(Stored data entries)
● ● ● ●

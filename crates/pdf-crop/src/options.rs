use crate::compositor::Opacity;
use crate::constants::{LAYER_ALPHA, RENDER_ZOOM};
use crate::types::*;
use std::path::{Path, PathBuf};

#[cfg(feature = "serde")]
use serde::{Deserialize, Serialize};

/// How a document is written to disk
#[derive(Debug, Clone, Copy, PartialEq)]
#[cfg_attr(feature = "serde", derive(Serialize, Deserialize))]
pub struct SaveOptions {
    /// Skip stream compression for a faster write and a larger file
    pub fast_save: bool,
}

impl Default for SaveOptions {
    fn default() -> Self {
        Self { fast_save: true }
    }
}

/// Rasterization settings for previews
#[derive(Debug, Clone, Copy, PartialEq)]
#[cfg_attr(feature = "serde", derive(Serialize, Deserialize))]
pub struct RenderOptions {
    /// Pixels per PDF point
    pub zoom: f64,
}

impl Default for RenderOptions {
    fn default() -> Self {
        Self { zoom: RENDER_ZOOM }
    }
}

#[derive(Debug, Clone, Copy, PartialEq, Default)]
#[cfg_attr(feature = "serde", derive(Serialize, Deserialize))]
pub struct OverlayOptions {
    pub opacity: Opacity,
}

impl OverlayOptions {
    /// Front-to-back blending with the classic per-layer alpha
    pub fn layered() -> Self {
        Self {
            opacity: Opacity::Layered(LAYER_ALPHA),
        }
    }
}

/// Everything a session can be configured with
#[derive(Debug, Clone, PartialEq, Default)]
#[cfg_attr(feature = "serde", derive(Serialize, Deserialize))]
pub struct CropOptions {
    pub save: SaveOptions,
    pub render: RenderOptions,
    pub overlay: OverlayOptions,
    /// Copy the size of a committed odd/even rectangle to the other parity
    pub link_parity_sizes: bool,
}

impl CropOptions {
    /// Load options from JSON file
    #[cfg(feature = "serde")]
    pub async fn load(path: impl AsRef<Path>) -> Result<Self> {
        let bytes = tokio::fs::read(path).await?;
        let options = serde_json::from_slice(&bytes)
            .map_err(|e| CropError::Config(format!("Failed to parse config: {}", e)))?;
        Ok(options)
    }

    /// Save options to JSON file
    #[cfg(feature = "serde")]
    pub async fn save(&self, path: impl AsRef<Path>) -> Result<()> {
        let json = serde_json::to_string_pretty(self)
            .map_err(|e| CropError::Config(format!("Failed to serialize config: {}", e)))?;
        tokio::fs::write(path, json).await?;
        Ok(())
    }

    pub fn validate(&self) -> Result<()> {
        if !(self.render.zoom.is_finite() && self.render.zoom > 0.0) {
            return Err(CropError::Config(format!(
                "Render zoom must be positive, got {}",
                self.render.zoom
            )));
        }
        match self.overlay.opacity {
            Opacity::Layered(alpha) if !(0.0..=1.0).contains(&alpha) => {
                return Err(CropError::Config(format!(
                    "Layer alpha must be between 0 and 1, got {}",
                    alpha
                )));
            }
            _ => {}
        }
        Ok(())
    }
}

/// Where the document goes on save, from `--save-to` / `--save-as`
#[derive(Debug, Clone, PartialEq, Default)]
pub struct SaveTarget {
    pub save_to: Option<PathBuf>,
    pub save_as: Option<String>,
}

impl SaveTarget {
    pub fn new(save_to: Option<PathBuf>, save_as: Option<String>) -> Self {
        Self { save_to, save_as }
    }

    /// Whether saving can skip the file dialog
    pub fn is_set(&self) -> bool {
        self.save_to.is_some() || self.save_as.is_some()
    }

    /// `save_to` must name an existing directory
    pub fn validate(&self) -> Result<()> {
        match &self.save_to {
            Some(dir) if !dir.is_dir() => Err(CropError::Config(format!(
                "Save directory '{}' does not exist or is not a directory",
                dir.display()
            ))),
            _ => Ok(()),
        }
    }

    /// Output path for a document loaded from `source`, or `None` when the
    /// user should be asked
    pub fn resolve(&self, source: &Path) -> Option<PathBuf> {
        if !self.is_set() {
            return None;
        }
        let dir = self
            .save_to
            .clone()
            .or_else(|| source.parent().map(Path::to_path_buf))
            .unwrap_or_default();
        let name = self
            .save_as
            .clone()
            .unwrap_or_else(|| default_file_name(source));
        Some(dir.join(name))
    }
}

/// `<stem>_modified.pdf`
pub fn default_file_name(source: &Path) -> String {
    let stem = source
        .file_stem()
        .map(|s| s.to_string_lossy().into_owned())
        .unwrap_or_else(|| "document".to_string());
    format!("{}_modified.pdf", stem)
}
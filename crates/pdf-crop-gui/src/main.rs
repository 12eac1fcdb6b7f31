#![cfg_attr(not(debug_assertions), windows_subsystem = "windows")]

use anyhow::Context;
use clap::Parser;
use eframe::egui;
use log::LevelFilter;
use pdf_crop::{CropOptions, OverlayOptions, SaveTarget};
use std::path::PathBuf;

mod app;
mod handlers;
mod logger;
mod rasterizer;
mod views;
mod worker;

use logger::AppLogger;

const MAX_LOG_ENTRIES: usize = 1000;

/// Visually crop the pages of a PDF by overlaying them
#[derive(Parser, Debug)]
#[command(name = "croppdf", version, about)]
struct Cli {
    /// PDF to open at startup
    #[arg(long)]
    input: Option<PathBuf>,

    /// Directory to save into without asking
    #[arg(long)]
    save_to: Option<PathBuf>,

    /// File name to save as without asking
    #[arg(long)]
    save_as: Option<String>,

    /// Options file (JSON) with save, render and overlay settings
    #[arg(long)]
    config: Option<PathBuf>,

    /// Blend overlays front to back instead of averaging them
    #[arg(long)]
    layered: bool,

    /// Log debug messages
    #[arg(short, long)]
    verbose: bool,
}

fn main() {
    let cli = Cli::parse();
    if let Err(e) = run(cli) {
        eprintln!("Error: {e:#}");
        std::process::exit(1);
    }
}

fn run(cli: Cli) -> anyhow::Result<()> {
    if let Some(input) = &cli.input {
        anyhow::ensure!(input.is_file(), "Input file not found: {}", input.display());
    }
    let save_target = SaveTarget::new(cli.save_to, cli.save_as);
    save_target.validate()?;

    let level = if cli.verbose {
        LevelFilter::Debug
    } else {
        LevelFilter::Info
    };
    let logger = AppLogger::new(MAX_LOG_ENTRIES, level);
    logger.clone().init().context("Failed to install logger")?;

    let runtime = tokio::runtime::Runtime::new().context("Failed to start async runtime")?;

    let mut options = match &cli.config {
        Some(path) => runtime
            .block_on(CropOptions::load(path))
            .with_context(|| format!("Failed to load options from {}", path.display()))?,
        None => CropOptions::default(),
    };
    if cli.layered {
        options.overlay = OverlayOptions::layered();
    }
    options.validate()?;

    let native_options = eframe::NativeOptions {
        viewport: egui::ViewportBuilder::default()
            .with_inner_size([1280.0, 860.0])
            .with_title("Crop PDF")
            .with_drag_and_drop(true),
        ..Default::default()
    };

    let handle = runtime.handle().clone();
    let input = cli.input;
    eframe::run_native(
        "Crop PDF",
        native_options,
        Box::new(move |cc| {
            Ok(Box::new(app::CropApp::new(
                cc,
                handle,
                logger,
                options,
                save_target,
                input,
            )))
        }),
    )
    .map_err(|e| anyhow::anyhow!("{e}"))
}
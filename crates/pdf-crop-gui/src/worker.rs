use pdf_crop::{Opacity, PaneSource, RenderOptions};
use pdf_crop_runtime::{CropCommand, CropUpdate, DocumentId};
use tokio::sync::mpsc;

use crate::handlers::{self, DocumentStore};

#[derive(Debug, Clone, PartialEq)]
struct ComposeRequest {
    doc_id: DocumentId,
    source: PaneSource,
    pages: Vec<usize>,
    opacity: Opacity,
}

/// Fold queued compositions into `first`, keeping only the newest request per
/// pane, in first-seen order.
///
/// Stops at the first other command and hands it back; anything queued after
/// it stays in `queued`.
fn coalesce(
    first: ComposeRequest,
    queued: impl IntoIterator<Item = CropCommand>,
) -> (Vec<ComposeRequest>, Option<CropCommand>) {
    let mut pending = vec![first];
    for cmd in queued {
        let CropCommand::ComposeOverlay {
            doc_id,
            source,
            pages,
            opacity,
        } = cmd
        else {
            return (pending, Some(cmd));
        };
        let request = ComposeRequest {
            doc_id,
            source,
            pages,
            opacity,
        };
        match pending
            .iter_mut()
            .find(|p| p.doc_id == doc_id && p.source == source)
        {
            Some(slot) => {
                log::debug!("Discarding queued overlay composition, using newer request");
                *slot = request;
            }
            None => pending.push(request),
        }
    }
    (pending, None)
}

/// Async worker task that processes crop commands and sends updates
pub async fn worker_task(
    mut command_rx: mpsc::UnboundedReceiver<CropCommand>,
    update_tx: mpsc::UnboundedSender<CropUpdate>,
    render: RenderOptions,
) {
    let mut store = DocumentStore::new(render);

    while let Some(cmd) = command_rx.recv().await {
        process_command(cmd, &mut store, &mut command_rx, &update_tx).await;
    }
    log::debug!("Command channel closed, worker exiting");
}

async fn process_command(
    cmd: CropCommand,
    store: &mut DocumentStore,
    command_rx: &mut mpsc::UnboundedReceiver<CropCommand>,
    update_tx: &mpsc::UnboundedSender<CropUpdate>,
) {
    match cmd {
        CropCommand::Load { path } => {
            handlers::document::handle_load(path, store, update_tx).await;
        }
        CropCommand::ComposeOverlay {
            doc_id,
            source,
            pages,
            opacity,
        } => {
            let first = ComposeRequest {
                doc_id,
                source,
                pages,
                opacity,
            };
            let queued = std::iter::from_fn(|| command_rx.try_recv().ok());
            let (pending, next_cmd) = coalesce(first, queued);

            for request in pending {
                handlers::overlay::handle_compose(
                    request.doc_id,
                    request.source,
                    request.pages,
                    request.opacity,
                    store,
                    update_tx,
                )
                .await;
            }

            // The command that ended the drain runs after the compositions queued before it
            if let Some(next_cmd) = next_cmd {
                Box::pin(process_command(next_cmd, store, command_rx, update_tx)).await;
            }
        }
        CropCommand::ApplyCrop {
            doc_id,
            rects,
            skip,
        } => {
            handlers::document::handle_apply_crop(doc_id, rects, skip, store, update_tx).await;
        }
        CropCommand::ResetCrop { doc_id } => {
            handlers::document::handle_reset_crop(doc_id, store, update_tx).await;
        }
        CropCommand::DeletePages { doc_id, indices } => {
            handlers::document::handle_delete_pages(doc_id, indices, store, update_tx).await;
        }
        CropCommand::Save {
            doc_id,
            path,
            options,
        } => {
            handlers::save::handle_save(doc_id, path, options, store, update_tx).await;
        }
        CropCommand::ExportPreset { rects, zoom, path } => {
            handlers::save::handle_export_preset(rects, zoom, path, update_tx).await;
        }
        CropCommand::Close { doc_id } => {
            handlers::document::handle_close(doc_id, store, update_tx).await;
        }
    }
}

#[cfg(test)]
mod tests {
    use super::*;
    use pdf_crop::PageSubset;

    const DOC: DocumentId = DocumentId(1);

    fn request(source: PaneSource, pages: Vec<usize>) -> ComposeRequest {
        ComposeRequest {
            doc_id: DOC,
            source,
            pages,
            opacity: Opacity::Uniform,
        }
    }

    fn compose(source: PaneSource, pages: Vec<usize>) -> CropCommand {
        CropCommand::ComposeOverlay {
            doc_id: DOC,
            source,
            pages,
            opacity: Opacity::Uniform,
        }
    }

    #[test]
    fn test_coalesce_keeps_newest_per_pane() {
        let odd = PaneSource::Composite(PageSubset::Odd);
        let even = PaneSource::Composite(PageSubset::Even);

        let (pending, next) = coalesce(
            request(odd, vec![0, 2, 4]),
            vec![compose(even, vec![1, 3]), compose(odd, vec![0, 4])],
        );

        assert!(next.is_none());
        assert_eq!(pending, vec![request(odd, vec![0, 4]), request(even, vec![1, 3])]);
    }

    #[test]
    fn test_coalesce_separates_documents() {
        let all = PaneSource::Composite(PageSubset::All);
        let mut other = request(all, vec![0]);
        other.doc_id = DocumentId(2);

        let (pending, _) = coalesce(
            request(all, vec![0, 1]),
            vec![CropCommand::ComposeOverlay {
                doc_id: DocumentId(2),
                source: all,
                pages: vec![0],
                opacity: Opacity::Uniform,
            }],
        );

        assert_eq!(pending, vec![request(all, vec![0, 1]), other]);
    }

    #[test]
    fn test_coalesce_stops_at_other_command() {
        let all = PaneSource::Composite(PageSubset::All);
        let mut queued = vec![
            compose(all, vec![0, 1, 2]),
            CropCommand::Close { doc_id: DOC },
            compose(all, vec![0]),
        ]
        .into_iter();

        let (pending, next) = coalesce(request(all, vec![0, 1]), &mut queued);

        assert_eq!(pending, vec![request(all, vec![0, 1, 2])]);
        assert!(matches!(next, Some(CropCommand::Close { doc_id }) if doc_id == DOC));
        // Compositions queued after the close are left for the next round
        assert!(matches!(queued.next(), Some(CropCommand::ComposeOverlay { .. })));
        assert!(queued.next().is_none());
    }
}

● ● ● ●

Scan the records for the word "mpsc", and copy each line where it is found.

use tokio::sync::mpsc;
    mut command_rx: mpsc::UnboundedReceiver<CropCommand>,
    update_tx: mpsc::UnboundedSender<CropUpdate>,
    command_rx: &mut mpsc::UnboundedReceiver<CropCommand>,
    update_tx: &mpsc::UnboundedSender<CropUpdate>,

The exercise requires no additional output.